I offer a disclaimer to begin this article. I am not an expert on vaping, nor do I claim to be. I am not writing this article to shame anyone on the decisions they make, and I am not writing this article to provide solutions to a very complicated problem, though I will propose one solution that I can not prove the effectiveness of. I am writing this article from the perspective of a student who has lived in Chatham his whole life, as well as someone who has grown up watching the anti-drug campaigns of our generation.
Some of my earliest memories are of anti-smoking presentations given throughout my years at Southern Boulevard and Lafayette. The message was clear and simple—just say no. It was an easy message to get behind as a kid. We were shown videos of black lungs and cancer patients begging us to stay clear of the path that brought them to where they are now. Smoking was down—nearly gone in some areas by the time I was learning about it, in part thanks to this education. Smoking wasn’t seen as something cool to do, but instead as a way to turn your lungs blacker than pavement.
The rise of e-cigarettes has been swift. Decades worth of work to prevent the use of cigarettes seemed to be upended at a moment’s notice. I don’t think that’s an entirely fair statement. Without those campaigns, the kids who are now smoking e-cigarettes could have been smoking regular cigarettes. Still, to someone who went through years of assemblies, presentations, and demonstrations, it seems odd to me how something like e-cigarettes and JUUL could fall through the cracks.
Maybe it has to do with how e-cigarettes were marketed. The visual design between a JUUL and a Nike ad isn’t that different. The way JUUL uses bright neon colors and young models to make the product look as visually appealing as possible is very common in marketing in the digital age. So maybe that plays a factor. Maybe it’s because people aren’t informed about vaping. From my memories of all those anti-smoking presentations, there was this huge fear what the contents of cigarettes actually held. From tar to arsenic (found in rat poison), we were scared from a young age of all the deadly carcinogens that cigarettes had to offer.
Maybe it’s something small—stupid even. Maybe part of it just has to do with us calling it vaping. Vaping is a new term; it doesn’t have the same connotation of smoking, of choking on puffs of smoke, of dying from lung cancer at a young age. As people, we tend to make mental shortcuts, ways to categorize what we like and what we don’t, what’s good for us and what isn’t. It’s why when asked to identify someone we’ve just seen, we tend to go for something simple like eye or hair color over the shape of their nose. Vapes don’t look like cigarettes. That wasn’t an accident. It would have been easy to make a vape look like a cigarette rather than something more similar to a USB stick.

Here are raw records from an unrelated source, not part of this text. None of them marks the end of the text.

//! End-to-end scenarios for login, password confirmation and self-service
//! account settings.

mod support;

use actix_web::http::{Method, StatusCode};
use actix_web::test;
use rstest::rstest;
use serde_json::json;

use accounts::domain::ports::UserRepository;
use accounts::domain::{PasswordRules, Role};
use accounts::test_support::TestBackend;

use support::{ADMIN_EMAIL, ADMIN_PASSWORD, MEMBER_EMAIL, MEMBER_PASSWORD, login, send};

#[actix_web::test]
async fn wrong_password_is_an_opaque_unauthorised() {
    let backend = TestBackend::new();
    backend
        .seed("Member", MEMBER_EMAIL, Role::User, MEMBER_PASSWORD)
        .await;
    let app = test::init_service(backend.app()).await;

    for (email, password) in [
        (MEMBER_EMAIL, "Wrong123!@#"),
        ("nobody@example.com", MEMBER_PASSWORD),
    ] {
        let response = send(
            &app,
            Method::POST,
            "/api/v1/login",
            None,
            Some(json!({ "email": email, "password": password })),
        )
        .await;
        assert_eq!(response.status, StatusCode::UNAUTHORIZED);
        assert_eq!(response.body["message"], "invalid credentials");
        assert!(response.cookie.is_none());
    }
}

#[actix_web::test]
async fn blank_credentials_are_a_validation_error() {
    let backend = TestBackend::new();
    let app = test::init_service(backend.app()).await;

    let response = send(
        &app,
        Method::POST,
        "/api/v1/login",
        None,
        Some(json!({ "email": "", "password": "" })),
    )
    .await;

    assert_eq!(response.status, StatusCode::BAD_REQUEST);
    assert_eq!(response.invalid_fields(), vec!["email", "password"]);
}

#[actix_web::test]
async fn profile_is_returned_without_caching() {
    let backend = TestBackend::new();
    backend
        .seed("Member", MEMBER_EMAIL, Role::User, MEMBER_PASSWORD)
        .await;
    let app = test::init_service(backend.app()).await;
    let cookie = login(&app, MEMBER_EMAIL, MEMBER_PASSWORD).await;

    let response = send(
        &app,
        Method::GET,
        "/api/v1/settings/profile",
        Some(&cookie),
        None,
    )
    .await;

    assert_eq!(response.status, StatusCode::OK);
    assert_eq!(response.body["email"], MEMBER_EMAIL);
    assert_eq!(response.header("cache-control"), Some("private, no-store"));
}

#[actix_web::test]
async fn changing_email_clears_verification_but_renaming_does_not() {
    let backend = TestBackend::new();
    backend
        .seed("Member", MEMBER_EMAIL, Role::User, MEMBER_PASSWORD)
        .await;
    let app = test::init_service(backend.app()).await;
    let cookie = login(&app, MEMBER_EMAIL, MEMBER_PASSWORD).await;

    let renamed = send(
        &app,
        Method::PATCH,
        "/api/v1/settings/profile",
        Some(&cookie),
        Some(json!({ "name": "Renamed", "email": MEMBER_EMAIL })),
    )
    .await;
    assert_eq!(renamed.status, StatusCode::OK);
    assert!(renamed.body["emailVerifiedAt"].is_string());

    let moved = send(
        &app,
        Method::PATCH,
        "/api/v1/settings/profile",
        Some(&cookie),
        Some(json!({ "name": "Renamed", "email": "moved@example.com" })),
    )
    .await;
    assert_eq!(moved.status, StatusCode::OK);
    assert!(moved.body["emailVerifiedAt"].is_null());
}

#[actix_web::test]
async fn profile_email_must_not_belong_to_someone_else() {
    let backend = TestBackend::new();
    backend
        .seed("Admin", ADMIN_EMAIL, Role::Admin, ADMIN_PASSWORD)
        .await;
    backend
        .seed("Member", MEMBER_EMAIL, Role::User, MEMBER_PASSWORD)
        .await;
    let app = test::init_service(backend.app()).await;
    let cookie = login(&app, MEMBER_EMAIL, MEMBER_PASSWORD).await;

    let response = send(
        &app,
        Method::PATCH,
        "/api/v1/settings/profile",
        Some(&cookie),
        Some(json!({ "name": "Member", "email": ADMIN_EMAIL })),
    )
    .await;

    assert_eq!(response.status, StatusCode::BAD_REQUEST);
    assert_eq!(response.invalid_fields(), vec!["email"]);
}

#[actix_web::test]
async fn password_change_requires_current_password_and_confirmation() {
    let backend = TestBackend::new();
    backend
        .seed("Member", MEMBER_EMAIL, Role::User, MEMBER_PASSWORD)
        .await;
    let app = test::init_service(backend.app()).await;
    let cookie = login(&app, MEMBER_EMAIL, MEMBER_PASSWORD).await;

    let rejected = send(
        &app,
        Method::PUT,
        "/api/v1/settings/password",
        Some(&cookie),
        Some(json!({
            "currentPassword": "Wrong123!@#",
            "password": "Fresh123!@#",
            "passwordConfirmation": "Different123!@#"
        })),
    )
    .await;
    assert_eq!(rejected.status, StatusCode::BAD_REQUEST);
    assert_eq!(
        rejected.invalid_fields(),
        vec!["currentPassword", "passwordConfirmation"]
    );

    let accepted = send(
        &app,
        Method::PUT,
        "/api/v1/settings/password",
        Some(&cookie),
        Some(json!({
            "currentPassword": MEMBER_PASSWORD,
            "password": "Fresh123!@#",
            "passwordConfirmation": "Fresh123!@#"
        })),
    )
    .await;
    assert_eq!(accepted.status, StatusCode::NO_CONTENT);
    login(&app, MEMBER_EMAIL, "Fresh123!@#").await;
}

#[actix_web::test]
async fn configured_rules_apply_to_new_passwords() {
    let backend = TestBackend::with_rules(PasswordRules {
        min_length: 20,
        ..PasswordRules::default()
    });
    backend
        .seed("Member", MEMBER_EMAIL, Role::User, MEMBER_PASSWORD)
        .await;
    let app = test::init_service(backend.app()).await;
    let cookie = login(&app, MEMBER_EMAIL, MEMBER_PASSWORD).await;

    let response = send(
        &app,
        Method::PUT,
        "/api/v1/settings/password",
        Some(&cookie),
        Some(json!({
            "currentPassword": MEMBER_PASSWORD,
            "password": "Short123!@#",
            "passwordConfirmation": "Short123!@#"
        })),
    )
    .await;

    assert_eq!(response.status, StatusCode::BAD_REQUEST);
    assert_eq!(response.invalid_fields(), vec!["password"]);
}

#[actix_web::test]
async fn confirm_password_checks_the_stored_hash() {
    let backend = TestBackend::new();
    backend
        .seed("Member", MEMBER_EMAIL, Role::User, MEMBER_PASSWORD)
        .await;
    let app = test::init_service(backend.app()).await;
    let cookie = login(&app, MEMBER_EMAIL, MEMBER_PASSWORD).await;

    let wrong = send(
        &app,
        Method::POST,
        "/api/v1/confirm-password",
        Some(&cookie),
        Some(json!({ "password": "Wrong123!@#" })),
    )
    .await;
    assert_eq!(wrong.status, StatusCode::BAD_REQUEST);
    assert_eq!(wrong.invalid_fields(), vec!["password"]);

    let right = send(
        &app,
        Method::POST,
        "/api/v1/confirm-password",
        Some(&cookie),
        Some(json!({ "password": MEMBER_PASSWORD })),
    )
    .await;
    assert_eq!(right.status, StatusCode::NO_CONTENT);
    assert!(right.cookie.is_some());
}

#[actix_web::test]
async fn self_deletion_needs_the_password_and_ends_the_session() {
    let backend = TestBackend::new();
    let member = backend
        .seed("Member", MEMBER_EMAIL, Role::User, MEMBER_PASSWORD)
        .await;
    let app = test::init_service(backend.app()).await;
    let cookie = login(&app, MEMBER_EMAIL, MEMBER_PASSWORD).await;

    let refused = send(
        &app,
        Method::DELETE,
        "/api/v1/settings/profile",
        Some(&cookie),
        Some(json!({ "password": "Wrong123!@#" })),
    )
    .await;
    assert_eq!(refused.status, StatusCode::BAD_REQUEST);
    assert!(
        backend
            .users
            .find_by_id(&member.id)
            .await
            .expect("lookup")
            .is_some()
    );

    let deleted = send(
        &app,
        Method::DELETE,
        "/api/v1/settings/profile",
        Some(&cookie),
        Some(json!({ "password": MEMBER_PASSWORD })),
    )
    .await;
    assert_eq!(deleted.status, StatusCode::NO_CONTENT);
    assert!(
        backend
            .users
            .find_by_id(&member.id)
            .await
            .expect("lookup")
            .is_none()
    );
}

#[actix_web::test]
async fn sessions_of_deleted_accounts_stop_working() {
    let backend = TestBackend::new();
    backend
        .seed("Admin", ADMIN_EMAIL, Role::Admin, ADMIN_PASSWORD)
        .await;
    let member = backend
        .seed("Member", MEMBER_EMAIL, Role::User, MEMBER_PASSWORD)
        .await;
    let app = test::init_service(backend.app()).await;
    let admin_cookie = login(&app, ADMIN_EMAIL, ADMIN_PASSWORD).await;
    let member_cookie = login(&app, MEMBER_EMAIL, MEMBER_PASSWORD).await;

    let deleted = send(
        &app,
        Method::DELETE,
        &format!("/api/v1/users/{}", member.id),
        Some(&admin_cookie),
        None,
    )
    .await;
    assert_eq!(deleted.status, StatusCode::NO_CONTENT);

    let response = send(
        &app,
        Method::GET,
        "/api/v1/settings/profile",
        Some(&member_cookie),
        None,
    )
    .await;
    assert_eq!(response.status, StatusCode::UNAUTHORIZED);
}

#[rstest]
#[case(Method::PATCH, "/api/v1/settings/profile")]
#[case(Method::PUT, "/api/v1/settings/password")]
#[case(Method::DELETE, "/api/v1/settings/profile")]
#[case(Method::POST, "/api/v1/confirm-password")]
#[actix_web::test]
async fn anonymous_callers_get_unauthorised_even_with_mistyped_bodies(
    #[case] method: Method,
    #[case] path: &str,
) {
    let backend = TestBackend::new();
    let app = test::init_service(backend.app()).await;

    let response = send(
        &app,
        method,
        path,
        None,
        Some(json!({"name": 5, "password": ["x"], "currentPassword": false})),
    )
    .await;

    assert_eq!(response.status, StatusCode::UNAUTHORIZED);
}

Maybe vaping shows us something bigger than a third-grade health class—bigger than Chatham even. In a time when opioids are ravaging the poorer areas of America, a very different drug crisis exists in towns like Chatham. It’s no coincidence that e-cigarettes are the problem of towns that can afford them. The financial cost of e-cigarettes cannot be understated. Addictions aren’t cheap, and e-cigarettes are far from the exception. Even when we talk about the health consequences of vaping, nicotine should still be at the top of the list. Even if an e-cigarette addiction doesn’t seem like a problem to many kids now, decades down the line many may still not be able to quit.
At the start of this piece I said I would propose one solution that I cannot prove the effectiveness of. I believe that the school has made good steps. Being able to get help from the school without being subject to punishment is a great step. The worst thing we as a school community can do is isolate those who need and want help. The one solution I will throw out is the use of vape detectors in the school bathrooms, a solution that multiple other schools have recently implemented. While the detectors are not perfect, I see them as the best solution to a problem that is not as simple to solve as moving those who are vaping out of the school bathrooms.
I enjoy learning about history. I have for as long as I can remember. I think I enjoy it because I see history as a study of how people respond to crises. How a group of people reacts to a crisis that they have never seen before. Then, watching another group of people, on the other side of the world, deal with a similar problem. Addiction is nothing new. We’ve known about addiction for thousands of years, known what it can do to those around us, know what harms can result if those addictions go unchecked. Addiction will never fully go away, but we all have the power to do our part to help those around us. I don’t know how this problem will be solved, but maybe, just maybe, all of us can be a part of the solution.